### Goal of the exercise
Your job is to set down the stretch of entries that opens with the line containing "from the date filter" and closes with the line containing "let mut stats = FilterStats::default();". Keep both end lines, copy each exactly, and add nothing.

*** Begin section ***

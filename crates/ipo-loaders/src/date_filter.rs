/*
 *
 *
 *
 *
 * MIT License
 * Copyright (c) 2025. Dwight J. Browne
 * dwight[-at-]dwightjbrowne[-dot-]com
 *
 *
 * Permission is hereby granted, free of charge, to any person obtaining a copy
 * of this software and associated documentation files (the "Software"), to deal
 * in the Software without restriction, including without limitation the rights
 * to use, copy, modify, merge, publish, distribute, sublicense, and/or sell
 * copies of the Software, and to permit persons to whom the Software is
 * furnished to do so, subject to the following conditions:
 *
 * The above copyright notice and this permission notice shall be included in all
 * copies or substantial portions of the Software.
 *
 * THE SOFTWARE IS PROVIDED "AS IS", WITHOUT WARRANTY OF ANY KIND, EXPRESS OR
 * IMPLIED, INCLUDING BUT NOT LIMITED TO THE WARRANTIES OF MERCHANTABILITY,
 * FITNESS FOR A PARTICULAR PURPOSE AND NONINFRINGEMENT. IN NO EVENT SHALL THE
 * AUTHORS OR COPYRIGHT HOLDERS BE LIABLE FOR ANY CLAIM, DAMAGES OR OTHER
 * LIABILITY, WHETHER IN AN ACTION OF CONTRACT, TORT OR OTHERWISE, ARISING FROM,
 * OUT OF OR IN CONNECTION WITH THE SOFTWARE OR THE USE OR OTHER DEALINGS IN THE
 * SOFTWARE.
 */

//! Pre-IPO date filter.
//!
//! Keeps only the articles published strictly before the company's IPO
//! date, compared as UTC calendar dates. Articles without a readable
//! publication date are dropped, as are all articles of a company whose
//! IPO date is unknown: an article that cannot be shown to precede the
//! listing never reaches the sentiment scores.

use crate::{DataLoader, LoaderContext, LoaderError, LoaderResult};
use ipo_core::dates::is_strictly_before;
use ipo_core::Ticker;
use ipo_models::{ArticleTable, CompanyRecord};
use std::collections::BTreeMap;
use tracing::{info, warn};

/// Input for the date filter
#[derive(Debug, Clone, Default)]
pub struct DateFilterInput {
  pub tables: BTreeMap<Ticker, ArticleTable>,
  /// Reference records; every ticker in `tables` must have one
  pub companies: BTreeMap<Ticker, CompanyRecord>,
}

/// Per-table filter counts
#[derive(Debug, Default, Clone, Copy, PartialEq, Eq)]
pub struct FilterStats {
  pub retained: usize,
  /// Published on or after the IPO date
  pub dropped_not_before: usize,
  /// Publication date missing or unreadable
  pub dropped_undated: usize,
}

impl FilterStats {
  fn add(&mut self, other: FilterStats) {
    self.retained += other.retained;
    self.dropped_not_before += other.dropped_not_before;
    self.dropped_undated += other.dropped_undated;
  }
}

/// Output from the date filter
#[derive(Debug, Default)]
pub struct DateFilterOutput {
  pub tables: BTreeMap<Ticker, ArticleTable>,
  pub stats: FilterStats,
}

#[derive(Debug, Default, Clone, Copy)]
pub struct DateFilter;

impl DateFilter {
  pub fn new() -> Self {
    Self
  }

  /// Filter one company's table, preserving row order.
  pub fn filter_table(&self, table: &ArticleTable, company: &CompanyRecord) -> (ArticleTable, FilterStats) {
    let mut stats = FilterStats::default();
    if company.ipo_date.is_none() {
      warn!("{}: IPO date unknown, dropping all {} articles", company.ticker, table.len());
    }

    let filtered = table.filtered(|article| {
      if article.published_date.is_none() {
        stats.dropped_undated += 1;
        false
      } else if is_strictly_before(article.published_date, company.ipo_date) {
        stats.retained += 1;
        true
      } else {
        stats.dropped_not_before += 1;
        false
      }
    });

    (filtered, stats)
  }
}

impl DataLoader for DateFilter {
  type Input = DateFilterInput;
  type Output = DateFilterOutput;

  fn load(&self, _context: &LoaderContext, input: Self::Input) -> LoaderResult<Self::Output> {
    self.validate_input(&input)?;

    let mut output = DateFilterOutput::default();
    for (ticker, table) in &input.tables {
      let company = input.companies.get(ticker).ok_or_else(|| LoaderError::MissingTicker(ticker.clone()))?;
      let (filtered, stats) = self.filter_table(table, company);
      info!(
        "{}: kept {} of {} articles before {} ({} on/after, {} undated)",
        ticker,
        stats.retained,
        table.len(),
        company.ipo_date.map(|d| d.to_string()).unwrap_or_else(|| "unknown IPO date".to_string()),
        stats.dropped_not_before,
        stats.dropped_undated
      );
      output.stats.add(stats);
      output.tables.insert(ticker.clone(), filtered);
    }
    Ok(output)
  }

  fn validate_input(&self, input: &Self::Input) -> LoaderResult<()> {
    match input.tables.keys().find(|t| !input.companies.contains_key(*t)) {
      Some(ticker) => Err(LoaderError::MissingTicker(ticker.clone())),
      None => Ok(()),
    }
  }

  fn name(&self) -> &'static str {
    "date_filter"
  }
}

*** End section ***

### Solution to the exercise
/// Output from the date filter
#[derive(Debug, Default)]
pub struct DateFilterOutput {
  pub tables: BTreeMap<Ticker, ArticleTable>,
  pub stats: FilterStats,
}

#[derive(Debug, Default, Clone, Copy)]
pub struct DateFilter;

impl DateFilter {
  pub fn new() -> Self {
    Self
  }

  /// Filter one company's table, preserving row order.
  pub fn filter_table(&self, table: &ArticleTable, company: &CompanyRecord) -> (ArticleTable, FilterStats) {
    let mut stats = FilterStats::default();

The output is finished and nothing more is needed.